Abstract
A group of prenyltransferases produce linear lipids by catalyzing consecutive condensation reactions of farnesyl diphosphate (FPP) with specific numbers of isopentenyl diphosphate (IPP), a common building block of isoprenoid compounds. Depending on the stereochemistry of the double bonds formed during IPP condensation, these prenyltransferases are categorized as cis- and trans-types. Undecaprenyl diphosphate synthase (UPPS) that catalyzes chain elongation of FPP by consecutive condensation reactions with eight IPP, to form C55 lipid carrier for bacterial cell wall biosynthesis, serves as a model for understanding cis-prenyltransferases. In this review, the current knowledge in UPPS kinetics, mechanisms, structures, and inhibitors is summarized.
Introduction
Isoprenoids are natural products derived from 5-carbon isopentenyl diphosphate (IPP) as the building block (Bloch et al. Citation1959). In addition to the mevalonate pathway for IPP biosynthesis, IPP can be also synthesized from the methylerythritol phosphate pathway in bacteria and plant plastids (Rohmer Citation1999). These compounds are ubiquitous in Eukarya, Bacteria and Archaea to serve a variety of different biological functions (Poulter and Rilling Citation1981). A group of prenyltransferases are responsible for making linear polyisoprenoid lipids, which are classified as cis- and trans-types according to the stereochemistry of the double bonds formed by condensation reactions of IPP with the allylic substrates (Liang et al. 2002, Liang Citation2009). As illustrated in , IPP's C4 approaches and nucleophilically attacks the allylic substrate's C1 that bears the phosphate leaving group, followed by removal of pro-R or pro-S proton from IPP to generate adduct with trans- or cis-double bond, respectively (Ogura and Koyama Citation1998). The IPP isomer dimethyallyl diphosphate (DMAPP) is the smallest allylic substrate, which is formed from IPP by isomerase (Durbecq et al. Citation2001), and C15 farnesyl diphosphate (FPP) catalyzed by FPP synthase (FPPS) serves as an outlet point leading to a variety of different isoprenoid compounds (Hosfield et al. Citation2004). As for product chain lengths and their functions, the trans-prenyltransferases identified so far catalyze products up to C50, including C15 FPP and C20 geranylgeranyl diphosphate (GGPP) used to modify signaling proteins for anchoring them into the cell membrane or as precursor of vitamins, pigments and many other natural isoprenopids, C25 farnesylgeranyl diphosphate (FGPP) as component of thermophilic Archaea membrane lipids, C30 ∼ C50 as side chains of ubiquinone and menaquinone in different species, with an exception of the presence of long-chain poly-trans prenols (>9 mers) in a plant, eucommia ulmoides oliver (Bamba et al. Citation2001). On the other hand, cis-prenyltranfserases make larger products, including C55 lipid carrier for bacterial cell wall biosynthesis, ∼C100-C120 dolichols for glycoprotein biosynthesis in ER, up to thousands of IPP for natural rubber. However, there is one exception that a cis-type FPPS identified in M. tuberculosis synthesizes C15 E,Z-FPP as a substrate for making C50 decaprenyl pyrophosphate lipid carrier (Schulbach et al. 2000).

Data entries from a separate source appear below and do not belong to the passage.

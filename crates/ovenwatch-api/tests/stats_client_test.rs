#![allow(clippy::unwrap_used)]
// Integration tests for `StatsClient` using wiremock.

use serde_json::json;
use url::Url;
use wiremock::matchers::{method, path};
use wiremock::{Mock, MockServer, ResponseTemplate};

use ovenwatch_api::{Error, SnapshotShape, StatsClient, WirePayload};

// ── Helpers ─────────────────────────────────────────────────────────

async fn setup() -> (MockServer, StatsClient) {
    let server = MockServer::start().await;
    let endpoint = Url::parse(&format!("{}/api/stats", server.uri())).unwrap();
    let client = StatsClient::with_client(reqwest::Client::new(), endpoint);
    (server, client)
}

async fn mount_json(server: &MockServer, body: &serde_json::Value) {
    Mock::given(method("GET"))
        .and(path("/api/stats"))
        .respond_with(ResponseTemplate::new(200).set_body_json(body))
        .mount(server)
        .await;
}

// ── Payload forms ───────────────────────────────────────────────────

#[tokio::test]
async fn test_fetch_flat_payload() {
    let (server, client) = setup().await;
    mount_json(&server, &json!({ "accepted": 7, "refused": 2 })).await;

    let payload = client.fetch(SnapshotShape::Auto).await.unwrap();

    let WirePayload::Flat(counters) = payload else {
        panic!("expected flat payload, got {payload:?}");
    };
    assert_eq!(counters.accepted, 7);
    assert_eq!(counters.refused, 2);
}

#[tokio::test]
async fn test_fetch_rich_payload() {
    let (server, client) = setup().await;
    mount_json(
        &server,
        &json!({
            "stats": {
                "accepted": 10,
                "refused": 1,
                "ingredients": { "R": 4, "J": 3, "V": 2, "B": 1 }
            },
            "stations": [
                { "id": 3, "current_load": 18, "max_capacity": 18, "available": true,
                  "size": "G", "restrictions": ["Chevre", "4_Fromages"] },
                { "id": 5, "current_load": 0, "max_capacity": 27, "available": false,
                  "size": "M", "restrictions": "-" }
            ]
        }),
    )
    .await;

    let payload = client.fetch(SnapshotShape::Rich).await.unwrap();

    let WirePayload::Rich(rich) = payload else {
        panic!("expected rich payload, got {payload:?}");
    };
    let ingredients = rich.stats.ingredients.unwrap();
    assert_eq!(ingredients.r, 4);
    assert_eq!(ingredients.b, 1);
    assert_eq!(rich.stations.len(), 2);
    assert_eq!(rich.stations[0].restrictions.as_slice().len(), 2);
    assert!(rich.stations[1].restrictions.is_empty());
    assert!(!rich.stations[1].available);
}

// ── Failures ────────────────────────────────────────────────────────

#[tokio::test]
async fn test_http_error_status() {
    let (server, client) = setup().await;

    Mock::given(method("GET"))
        .and(path("/api/stats"))
        .respond_with(ResponseTemplate::new(500).set_body_string("boom"))
        .mount(&server)
        .await;

    let result = client.fetch(SnapshotShape::Auto).await;

    assert!(
        matches!(result, Err(Error::Status { status: 500, .. })),
        "expected Status error, got: {result:?}"
    );
}

#[tokio::test]
async fn test_not_found_is_status_error() {
    let (_server, client) = setup().await;

    // Nothing mounted: wiremock answers 404.
    let err = client.fetch(SnapshotShape::Auto).await.unwrap_err();
    assert_eq!(err.status(), Some(404));
}

#[tokio::test]
async fn test_malformed_body() {
    let (server, client) = setup().await;

    Mock::given(method("GET"))
        .and(path("/api/stats"))
        .respond_with(ResponseTemplate::new(200).set_body_string("not json"))
        .mount(&server)
        .await;

    let err = client.fetch(SnapshotShape::Auto).await.unwrap_err();
    assert!(err.is_decode(), "expected decode error, got: {err:?}");
}

#[tokio::test]
async fn test_forced_shape_mismatch() {
    let (server, client) = setup().await;
    mount_json(&server, &json!({ "accepted": 1, "refused": 0 })).await;

    let err = client.fetch(SnapshotShape::Rich).await.unwrap_err();
    assert!(err.is_decode(), "expected decode error, got: {err:?}");
}

#[tokio::test]
async fn test_connection_refused() {
    // Bind then drop a listener so the port is closed.
    let addr = {
        let listener = std::net::TcpListener::bind("127.0.0.1:0").unwrap();
        listener.local_addr().unwrap()
    };
    let endpoint = Url::parse(&format!("http://{addr}/api/stats")).unwrap();
    let client = StatsClient::with_client(reqwest::Client::new(), endpoint);

    let err = client.fetch(SnapshotShape::Auto).await.unwrap_err();
    assert!(
        matches!(err, Error::Transport(_)),
        "expected transport error, got: {err:?}"
    );
}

Figure 1. The reactions catalyzed by cis- and trans-prenyltransferases for making linear lipids.
The cis- and trans-prenyltransferases share no similarity on amino acid sequences and 3-D structures although both utilize the same substrates (Shimizu et al. Citation1998, Fujihashi et al. Citation2001). In addition to making various chain-lengths products with different stereochemistry on the double bonds, their catalytic mechanisms have been shown to be different as detailed below, explained by their different 3-D structures. Compared to the well-studied trans-type enzymes, particularly FPPS which serves as target of bisphosphonate drugs for treating osteoporosis, Paget's disease, hypercalcemia, and metastatic bone disease (Chen et al. 2008), cis-prenyltransferases in which the first enzyme, Undecaprenyl diphosphate Synthase (UPPS), was cloned about a decade ago are less understood. UPPS synthesizes UPP by catalyzing eight consecutive condensation reactions of IPP with FPP, which serves as the lipid carrier to mediate bacterial cell wall biosynthesis (Allen Citation1985). In this review, kinetics, mechanisms, structures and inhibitors of UPPS as a paradigm of cis-prenyltransferases are discussed.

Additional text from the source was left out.